What you will do — For the entries below, report every line that includes the word "SecurityHeadersLayer".

(Collected data entries)

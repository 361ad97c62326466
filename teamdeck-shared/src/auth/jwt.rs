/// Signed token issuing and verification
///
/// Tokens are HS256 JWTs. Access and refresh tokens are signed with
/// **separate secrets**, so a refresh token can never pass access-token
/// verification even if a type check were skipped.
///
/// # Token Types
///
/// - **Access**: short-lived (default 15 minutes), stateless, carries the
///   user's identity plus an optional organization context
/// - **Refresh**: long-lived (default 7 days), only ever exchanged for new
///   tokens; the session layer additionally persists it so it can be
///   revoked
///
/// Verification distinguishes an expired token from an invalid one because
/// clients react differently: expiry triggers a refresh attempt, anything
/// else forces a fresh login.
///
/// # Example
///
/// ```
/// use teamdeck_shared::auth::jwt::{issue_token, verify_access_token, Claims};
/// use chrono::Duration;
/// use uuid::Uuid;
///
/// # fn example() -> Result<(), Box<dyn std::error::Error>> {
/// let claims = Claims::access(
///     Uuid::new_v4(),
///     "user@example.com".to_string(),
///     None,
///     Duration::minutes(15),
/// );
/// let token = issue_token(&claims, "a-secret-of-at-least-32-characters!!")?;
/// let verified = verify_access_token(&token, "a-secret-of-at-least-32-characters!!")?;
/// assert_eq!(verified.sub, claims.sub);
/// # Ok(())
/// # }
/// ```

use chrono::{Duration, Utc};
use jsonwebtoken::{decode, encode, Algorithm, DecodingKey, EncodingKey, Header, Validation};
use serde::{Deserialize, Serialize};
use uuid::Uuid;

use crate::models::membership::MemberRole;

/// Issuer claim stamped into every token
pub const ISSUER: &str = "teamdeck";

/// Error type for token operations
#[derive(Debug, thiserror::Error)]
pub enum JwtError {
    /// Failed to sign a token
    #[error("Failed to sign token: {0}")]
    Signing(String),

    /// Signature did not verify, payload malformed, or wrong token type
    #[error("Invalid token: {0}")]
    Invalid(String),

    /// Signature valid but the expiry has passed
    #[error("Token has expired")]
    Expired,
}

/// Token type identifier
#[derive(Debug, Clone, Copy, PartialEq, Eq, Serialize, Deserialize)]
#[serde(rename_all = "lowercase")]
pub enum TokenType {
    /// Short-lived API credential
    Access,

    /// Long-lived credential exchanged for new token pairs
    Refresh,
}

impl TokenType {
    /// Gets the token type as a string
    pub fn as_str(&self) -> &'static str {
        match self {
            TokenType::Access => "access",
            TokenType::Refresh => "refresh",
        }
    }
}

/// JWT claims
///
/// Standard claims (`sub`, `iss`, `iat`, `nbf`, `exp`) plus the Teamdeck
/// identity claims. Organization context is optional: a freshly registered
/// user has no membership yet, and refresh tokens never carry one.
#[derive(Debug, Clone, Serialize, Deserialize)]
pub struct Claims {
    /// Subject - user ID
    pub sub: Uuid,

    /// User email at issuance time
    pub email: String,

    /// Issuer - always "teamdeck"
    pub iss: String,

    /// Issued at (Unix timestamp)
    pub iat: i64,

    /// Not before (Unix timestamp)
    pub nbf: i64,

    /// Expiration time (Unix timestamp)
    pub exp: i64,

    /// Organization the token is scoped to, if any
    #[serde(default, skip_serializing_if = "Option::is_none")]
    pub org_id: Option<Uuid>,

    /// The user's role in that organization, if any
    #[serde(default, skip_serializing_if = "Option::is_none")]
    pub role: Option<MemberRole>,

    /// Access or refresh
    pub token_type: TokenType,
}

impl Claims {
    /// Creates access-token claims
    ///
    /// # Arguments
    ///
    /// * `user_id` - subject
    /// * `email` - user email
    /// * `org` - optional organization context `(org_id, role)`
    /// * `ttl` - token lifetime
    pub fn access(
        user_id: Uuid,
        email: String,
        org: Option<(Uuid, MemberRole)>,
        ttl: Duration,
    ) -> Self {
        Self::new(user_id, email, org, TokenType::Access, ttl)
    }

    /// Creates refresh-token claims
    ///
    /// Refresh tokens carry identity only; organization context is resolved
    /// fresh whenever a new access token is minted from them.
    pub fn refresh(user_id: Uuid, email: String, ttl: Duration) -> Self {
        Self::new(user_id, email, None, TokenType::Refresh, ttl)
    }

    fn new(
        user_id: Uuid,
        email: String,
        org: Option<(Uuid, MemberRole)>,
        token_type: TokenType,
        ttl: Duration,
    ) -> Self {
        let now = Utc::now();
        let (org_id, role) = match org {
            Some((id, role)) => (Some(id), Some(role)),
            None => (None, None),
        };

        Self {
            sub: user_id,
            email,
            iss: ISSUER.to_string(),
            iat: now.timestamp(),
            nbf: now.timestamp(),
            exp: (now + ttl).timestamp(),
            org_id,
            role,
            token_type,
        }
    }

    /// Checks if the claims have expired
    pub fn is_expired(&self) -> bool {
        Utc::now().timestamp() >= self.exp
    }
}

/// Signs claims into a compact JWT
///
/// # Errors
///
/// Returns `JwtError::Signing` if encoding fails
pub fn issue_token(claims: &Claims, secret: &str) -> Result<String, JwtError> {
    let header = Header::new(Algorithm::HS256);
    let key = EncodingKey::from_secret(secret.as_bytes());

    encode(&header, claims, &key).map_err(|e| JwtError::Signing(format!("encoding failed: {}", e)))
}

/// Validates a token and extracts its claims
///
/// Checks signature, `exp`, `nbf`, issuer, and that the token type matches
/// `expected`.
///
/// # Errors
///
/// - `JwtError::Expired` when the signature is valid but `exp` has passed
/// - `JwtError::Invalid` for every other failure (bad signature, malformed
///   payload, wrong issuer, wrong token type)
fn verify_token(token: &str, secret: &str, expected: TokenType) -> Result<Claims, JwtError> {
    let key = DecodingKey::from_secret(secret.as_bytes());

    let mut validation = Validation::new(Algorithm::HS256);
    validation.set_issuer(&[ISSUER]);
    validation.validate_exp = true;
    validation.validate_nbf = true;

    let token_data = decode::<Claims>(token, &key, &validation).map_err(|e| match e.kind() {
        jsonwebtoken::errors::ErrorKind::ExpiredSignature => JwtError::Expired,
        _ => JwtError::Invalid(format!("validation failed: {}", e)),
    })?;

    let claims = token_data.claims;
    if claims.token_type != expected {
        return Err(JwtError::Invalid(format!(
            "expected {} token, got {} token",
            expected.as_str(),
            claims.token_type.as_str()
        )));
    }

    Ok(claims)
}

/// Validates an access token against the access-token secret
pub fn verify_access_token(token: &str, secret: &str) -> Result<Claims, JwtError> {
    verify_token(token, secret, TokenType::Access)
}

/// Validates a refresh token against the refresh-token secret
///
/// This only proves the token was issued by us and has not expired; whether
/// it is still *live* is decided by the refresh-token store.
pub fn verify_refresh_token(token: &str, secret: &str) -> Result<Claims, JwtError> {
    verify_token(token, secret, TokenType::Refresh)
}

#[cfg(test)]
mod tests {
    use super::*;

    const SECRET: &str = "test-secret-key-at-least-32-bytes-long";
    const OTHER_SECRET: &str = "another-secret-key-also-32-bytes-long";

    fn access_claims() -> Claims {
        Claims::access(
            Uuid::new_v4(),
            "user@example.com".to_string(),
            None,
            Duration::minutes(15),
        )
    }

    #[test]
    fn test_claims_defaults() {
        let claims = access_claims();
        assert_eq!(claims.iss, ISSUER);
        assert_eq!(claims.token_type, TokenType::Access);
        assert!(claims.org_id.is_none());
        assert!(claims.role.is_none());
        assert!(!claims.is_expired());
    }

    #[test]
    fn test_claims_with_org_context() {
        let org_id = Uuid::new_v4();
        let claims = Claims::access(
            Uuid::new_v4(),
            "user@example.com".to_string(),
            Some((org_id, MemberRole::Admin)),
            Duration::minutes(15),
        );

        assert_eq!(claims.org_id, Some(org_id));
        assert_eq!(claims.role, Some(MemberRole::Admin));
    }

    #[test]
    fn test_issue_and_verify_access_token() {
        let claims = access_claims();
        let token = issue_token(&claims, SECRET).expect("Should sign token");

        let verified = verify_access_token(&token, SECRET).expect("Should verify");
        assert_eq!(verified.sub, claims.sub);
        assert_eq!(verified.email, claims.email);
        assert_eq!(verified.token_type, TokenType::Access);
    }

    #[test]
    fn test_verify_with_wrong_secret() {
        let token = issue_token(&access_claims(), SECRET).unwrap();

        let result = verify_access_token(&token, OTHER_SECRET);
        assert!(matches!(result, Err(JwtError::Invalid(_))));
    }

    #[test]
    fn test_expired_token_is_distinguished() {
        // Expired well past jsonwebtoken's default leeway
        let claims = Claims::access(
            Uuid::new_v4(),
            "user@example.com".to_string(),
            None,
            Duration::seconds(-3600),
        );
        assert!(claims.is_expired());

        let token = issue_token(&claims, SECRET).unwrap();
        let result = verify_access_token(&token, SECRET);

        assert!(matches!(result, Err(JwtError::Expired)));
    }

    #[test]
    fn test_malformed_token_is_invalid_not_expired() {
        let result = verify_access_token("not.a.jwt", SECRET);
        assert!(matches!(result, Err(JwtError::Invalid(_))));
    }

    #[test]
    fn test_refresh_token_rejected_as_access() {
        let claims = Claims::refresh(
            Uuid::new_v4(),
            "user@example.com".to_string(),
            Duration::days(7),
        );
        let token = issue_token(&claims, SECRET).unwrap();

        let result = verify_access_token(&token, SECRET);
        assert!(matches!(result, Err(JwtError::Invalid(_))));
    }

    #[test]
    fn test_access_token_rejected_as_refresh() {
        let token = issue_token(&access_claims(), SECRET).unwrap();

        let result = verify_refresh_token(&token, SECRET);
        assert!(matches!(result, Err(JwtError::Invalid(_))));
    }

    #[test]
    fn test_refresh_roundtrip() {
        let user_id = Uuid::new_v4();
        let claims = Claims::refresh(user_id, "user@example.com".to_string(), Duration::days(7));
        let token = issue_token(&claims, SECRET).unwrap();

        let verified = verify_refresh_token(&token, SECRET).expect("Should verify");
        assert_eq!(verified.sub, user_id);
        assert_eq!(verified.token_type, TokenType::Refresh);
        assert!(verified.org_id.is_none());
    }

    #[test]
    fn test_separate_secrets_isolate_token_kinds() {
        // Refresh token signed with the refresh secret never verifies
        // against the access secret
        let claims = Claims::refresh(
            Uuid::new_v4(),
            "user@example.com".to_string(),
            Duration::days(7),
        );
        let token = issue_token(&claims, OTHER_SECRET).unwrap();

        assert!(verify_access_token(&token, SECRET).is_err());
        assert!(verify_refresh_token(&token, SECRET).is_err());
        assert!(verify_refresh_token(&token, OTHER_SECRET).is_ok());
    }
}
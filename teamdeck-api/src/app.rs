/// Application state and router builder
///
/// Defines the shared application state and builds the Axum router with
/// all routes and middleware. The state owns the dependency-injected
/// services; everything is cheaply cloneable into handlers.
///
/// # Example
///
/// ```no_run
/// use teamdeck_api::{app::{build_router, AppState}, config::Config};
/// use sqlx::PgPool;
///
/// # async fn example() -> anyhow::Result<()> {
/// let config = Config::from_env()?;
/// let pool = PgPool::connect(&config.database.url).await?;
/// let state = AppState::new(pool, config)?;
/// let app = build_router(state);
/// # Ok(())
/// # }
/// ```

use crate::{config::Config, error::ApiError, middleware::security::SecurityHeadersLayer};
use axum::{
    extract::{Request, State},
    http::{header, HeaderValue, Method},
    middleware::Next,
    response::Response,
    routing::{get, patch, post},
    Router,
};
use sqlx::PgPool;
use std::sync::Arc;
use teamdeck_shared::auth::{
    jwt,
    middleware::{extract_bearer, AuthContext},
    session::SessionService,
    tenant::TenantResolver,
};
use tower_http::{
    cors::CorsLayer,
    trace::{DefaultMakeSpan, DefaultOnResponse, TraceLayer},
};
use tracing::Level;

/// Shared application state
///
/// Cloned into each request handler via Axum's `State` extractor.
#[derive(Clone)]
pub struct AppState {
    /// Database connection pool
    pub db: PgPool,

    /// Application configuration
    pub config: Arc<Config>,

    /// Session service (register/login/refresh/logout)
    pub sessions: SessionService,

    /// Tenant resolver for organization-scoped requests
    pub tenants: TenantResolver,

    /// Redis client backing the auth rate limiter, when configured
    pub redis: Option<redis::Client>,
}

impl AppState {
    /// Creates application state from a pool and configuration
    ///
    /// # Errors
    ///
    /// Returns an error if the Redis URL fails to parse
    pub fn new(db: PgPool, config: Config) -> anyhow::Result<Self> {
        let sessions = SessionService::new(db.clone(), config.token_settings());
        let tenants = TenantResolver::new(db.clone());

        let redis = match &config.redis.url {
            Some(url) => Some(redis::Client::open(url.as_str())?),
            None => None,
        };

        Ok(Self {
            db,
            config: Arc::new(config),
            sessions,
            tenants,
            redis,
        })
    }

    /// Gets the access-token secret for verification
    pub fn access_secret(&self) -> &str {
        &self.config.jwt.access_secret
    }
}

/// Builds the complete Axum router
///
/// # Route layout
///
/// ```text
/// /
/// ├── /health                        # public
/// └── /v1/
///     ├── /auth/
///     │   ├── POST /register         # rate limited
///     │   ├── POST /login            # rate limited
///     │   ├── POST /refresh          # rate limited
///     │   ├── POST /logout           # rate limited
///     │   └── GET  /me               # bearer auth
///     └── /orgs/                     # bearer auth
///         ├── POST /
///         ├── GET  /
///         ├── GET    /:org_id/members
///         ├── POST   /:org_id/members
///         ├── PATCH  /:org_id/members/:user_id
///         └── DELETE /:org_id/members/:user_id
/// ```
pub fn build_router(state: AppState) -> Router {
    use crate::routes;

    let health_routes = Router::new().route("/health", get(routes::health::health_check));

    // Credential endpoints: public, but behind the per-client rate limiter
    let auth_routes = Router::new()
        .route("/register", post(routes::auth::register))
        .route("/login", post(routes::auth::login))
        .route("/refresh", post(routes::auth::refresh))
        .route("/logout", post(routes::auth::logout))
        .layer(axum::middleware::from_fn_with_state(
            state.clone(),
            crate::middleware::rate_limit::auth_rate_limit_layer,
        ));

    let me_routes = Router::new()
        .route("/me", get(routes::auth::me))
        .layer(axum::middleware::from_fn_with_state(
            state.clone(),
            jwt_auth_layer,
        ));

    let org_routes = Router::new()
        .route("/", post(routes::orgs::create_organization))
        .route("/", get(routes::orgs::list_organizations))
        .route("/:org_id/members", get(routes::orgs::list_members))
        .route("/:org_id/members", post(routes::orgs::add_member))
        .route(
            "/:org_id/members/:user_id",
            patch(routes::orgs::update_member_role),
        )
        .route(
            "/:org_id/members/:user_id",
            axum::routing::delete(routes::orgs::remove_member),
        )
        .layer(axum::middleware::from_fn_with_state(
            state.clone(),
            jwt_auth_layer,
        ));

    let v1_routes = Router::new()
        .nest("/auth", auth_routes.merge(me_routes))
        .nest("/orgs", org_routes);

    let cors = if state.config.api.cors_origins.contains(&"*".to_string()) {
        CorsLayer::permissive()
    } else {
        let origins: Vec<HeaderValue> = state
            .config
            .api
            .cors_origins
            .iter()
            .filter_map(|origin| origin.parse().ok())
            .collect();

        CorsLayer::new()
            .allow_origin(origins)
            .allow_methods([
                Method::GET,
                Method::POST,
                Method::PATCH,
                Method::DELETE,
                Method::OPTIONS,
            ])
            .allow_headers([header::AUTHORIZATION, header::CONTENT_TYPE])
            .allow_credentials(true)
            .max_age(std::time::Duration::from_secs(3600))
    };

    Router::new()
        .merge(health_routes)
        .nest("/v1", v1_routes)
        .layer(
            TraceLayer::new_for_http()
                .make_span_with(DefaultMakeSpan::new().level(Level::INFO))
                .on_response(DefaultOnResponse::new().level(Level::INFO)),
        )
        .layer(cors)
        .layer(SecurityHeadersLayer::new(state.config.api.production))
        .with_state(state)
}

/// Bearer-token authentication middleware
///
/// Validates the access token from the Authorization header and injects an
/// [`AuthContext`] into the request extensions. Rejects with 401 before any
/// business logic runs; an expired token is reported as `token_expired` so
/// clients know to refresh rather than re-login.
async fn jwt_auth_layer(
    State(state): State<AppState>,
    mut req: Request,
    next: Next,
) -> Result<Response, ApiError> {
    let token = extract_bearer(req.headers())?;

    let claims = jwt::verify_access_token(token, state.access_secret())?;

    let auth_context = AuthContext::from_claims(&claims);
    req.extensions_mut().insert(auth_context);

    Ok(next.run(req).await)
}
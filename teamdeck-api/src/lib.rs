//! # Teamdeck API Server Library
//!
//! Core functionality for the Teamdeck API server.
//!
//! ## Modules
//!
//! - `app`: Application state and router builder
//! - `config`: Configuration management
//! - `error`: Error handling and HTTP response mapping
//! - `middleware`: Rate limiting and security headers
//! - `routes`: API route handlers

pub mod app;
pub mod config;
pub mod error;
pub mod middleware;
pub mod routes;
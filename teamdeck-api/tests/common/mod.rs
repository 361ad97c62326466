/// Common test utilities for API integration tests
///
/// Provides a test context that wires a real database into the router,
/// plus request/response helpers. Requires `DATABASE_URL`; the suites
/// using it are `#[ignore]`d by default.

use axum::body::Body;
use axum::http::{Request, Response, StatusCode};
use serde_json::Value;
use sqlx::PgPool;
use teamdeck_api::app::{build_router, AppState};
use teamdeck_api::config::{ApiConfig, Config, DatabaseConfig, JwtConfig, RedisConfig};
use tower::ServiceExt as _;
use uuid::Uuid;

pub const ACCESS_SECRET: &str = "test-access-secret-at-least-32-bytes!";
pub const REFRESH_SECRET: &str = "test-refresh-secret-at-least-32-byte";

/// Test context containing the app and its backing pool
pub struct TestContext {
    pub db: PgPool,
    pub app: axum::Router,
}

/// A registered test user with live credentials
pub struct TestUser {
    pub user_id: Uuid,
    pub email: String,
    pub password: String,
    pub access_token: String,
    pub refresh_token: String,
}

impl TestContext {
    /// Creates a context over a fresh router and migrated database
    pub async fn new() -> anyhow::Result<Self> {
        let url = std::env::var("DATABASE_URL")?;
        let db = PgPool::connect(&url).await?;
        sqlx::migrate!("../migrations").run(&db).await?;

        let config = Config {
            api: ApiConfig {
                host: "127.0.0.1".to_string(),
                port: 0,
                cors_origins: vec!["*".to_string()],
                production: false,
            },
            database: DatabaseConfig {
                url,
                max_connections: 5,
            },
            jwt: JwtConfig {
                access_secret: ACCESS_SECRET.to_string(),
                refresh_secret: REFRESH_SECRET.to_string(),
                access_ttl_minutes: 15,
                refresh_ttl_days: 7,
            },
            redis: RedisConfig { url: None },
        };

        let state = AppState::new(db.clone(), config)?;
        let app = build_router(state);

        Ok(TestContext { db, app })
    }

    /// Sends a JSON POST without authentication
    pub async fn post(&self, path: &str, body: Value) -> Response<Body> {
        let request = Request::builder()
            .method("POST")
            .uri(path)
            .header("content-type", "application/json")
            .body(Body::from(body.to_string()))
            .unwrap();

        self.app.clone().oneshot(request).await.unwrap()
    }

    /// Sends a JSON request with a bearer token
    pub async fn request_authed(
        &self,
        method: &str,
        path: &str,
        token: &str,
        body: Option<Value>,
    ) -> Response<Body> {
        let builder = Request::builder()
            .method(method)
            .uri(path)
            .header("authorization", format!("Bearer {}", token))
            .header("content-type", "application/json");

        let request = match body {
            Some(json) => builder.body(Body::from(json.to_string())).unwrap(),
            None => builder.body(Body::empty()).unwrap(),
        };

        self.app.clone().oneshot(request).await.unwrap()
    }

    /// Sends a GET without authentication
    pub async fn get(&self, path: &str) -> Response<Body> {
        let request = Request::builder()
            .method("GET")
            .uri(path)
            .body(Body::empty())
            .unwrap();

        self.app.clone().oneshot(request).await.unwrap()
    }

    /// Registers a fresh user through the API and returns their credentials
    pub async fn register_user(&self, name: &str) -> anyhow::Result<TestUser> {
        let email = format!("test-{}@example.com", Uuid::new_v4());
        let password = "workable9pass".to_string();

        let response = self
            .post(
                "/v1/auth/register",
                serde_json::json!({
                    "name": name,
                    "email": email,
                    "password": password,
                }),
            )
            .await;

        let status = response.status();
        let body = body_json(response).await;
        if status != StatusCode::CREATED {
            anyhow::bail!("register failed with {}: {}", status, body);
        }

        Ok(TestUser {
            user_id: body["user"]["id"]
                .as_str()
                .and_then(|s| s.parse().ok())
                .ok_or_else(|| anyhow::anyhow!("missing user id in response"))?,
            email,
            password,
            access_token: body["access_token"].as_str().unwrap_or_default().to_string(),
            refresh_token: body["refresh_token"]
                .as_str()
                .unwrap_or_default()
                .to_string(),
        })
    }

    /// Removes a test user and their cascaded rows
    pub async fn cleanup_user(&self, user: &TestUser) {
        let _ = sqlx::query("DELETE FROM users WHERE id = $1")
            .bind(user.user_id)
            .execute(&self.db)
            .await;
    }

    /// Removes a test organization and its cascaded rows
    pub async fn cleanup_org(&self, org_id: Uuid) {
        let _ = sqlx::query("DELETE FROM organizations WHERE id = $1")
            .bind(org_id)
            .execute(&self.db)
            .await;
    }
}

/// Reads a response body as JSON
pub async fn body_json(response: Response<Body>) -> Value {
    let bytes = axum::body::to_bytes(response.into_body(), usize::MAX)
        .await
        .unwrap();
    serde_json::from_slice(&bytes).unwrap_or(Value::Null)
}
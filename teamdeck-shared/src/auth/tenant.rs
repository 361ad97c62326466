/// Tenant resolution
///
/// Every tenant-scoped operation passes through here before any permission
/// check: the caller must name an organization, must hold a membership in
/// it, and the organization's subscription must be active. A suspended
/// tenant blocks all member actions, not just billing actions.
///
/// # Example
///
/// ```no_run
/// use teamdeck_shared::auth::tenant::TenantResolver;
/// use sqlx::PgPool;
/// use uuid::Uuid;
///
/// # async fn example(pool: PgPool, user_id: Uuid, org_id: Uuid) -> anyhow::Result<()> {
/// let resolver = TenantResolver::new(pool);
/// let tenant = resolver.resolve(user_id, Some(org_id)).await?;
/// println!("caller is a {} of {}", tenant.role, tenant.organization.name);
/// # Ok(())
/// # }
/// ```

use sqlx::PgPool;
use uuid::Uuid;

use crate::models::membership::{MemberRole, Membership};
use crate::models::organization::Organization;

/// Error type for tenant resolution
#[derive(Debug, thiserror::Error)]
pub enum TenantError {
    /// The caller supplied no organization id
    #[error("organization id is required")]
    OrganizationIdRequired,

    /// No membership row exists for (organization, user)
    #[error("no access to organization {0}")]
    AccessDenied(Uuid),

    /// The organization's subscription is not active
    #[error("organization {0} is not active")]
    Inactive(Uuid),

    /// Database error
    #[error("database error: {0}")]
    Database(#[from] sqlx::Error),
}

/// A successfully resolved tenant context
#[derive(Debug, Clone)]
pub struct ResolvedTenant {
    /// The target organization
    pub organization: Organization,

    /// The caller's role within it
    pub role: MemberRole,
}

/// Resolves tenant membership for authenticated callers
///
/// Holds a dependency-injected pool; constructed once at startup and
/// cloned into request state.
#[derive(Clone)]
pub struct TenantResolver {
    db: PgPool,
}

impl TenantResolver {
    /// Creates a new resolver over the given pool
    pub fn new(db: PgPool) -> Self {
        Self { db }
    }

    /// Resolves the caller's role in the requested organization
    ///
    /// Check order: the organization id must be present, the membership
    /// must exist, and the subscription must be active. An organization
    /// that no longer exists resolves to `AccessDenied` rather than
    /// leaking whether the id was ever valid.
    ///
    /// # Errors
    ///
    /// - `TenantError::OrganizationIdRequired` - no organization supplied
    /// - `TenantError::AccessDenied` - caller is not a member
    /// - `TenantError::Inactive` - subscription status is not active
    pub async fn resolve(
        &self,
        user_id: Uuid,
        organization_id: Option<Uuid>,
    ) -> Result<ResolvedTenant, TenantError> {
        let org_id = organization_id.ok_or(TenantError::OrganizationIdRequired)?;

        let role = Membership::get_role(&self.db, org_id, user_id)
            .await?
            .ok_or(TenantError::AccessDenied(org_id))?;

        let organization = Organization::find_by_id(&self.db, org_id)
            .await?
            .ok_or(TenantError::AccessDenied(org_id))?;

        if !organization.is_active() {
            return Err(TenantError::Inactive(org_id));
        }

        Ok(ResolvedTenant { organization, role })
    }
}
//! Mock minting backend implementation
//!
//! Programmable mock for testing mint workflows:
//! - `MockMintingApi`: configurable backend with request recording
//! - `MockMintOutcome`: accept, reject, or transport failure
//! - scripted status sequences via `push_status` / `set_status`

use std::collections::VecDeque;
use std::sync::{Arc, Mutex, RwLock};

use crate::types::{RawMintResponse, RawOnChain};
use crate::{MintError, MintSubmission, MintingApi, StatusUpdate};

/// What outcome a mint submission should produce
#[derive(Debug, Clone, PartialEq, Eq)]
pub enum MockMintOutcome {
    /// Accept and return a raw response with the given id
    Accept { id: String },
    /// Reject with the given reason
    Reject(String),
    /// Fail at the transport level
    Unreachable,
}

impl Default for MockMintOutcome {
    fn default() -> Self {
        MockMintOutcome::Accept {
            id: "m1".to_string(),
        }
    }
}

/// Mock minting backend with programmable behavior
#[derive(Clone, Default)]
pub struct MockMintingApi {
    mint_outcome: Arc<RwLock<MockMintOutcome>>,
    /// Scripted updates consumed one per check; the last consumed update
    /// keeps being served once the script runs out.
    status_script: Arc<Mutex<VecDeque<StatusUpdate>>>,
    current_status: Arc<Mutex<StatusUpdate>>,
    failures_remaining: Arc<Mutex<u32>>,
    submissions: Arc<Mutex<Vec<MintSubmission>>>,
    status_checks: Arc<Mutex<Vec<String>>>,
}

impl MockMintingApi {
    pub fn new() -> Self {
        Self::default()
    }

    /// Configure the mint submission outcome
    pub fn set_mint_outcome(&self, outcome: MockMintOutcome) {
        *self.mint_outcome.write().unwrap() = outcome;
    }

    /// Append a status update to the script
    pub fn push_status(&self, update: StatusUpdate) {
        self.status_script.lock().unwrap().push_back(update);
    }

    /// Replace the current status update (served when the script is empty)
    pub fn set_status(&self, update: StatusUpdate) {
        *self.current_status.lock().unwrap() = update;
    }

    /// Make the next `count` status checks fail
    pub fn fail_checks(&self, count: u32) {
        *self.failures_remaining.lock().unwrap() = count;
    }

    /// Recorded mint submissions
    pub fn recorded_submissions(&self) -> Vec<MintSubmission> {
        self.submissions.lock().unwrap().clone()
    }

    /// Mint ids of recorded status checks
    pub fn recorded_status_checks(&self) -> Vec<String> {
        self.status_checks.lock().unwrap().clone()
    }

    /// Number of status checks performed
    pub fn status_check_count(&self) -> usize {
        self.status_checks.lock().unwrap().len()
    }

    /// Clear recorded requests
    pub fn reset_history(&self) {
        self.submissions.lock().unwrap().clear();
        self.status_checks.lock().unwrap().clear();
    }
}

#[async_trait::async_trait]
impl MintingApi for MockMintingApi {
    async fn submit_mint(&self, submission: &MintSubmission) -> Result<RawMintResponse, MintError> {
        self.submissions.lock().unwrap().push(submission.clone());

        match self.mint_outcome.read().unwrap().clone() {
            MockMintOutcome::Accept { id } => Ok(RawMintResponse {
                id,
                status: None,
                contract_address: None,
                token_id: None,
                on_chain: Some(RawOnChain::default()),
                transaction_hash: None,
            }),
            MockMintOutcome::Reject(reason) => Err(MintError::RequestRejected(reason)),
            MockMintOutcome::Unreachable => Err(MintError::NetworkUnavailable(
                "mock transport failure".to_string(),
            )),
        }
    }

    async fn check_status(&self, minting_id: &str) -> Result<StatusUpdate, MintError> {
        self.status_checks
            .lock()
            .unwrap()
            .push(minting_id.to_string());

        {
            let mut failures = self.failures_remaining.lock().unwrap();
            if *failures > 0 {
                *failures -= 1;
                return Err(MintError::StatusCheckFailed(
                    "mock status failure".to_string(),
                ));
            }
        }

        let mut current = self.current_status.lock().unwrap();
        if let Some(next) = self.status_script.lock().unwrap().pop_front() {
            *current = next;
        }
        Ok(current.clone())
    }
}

Answer for the task —
use crate::{config::Config, error::ApiError, middleware::security::SecurityHeadersLayer};
        .layer(SecurityHeadersLayer::new(state.config.api.production))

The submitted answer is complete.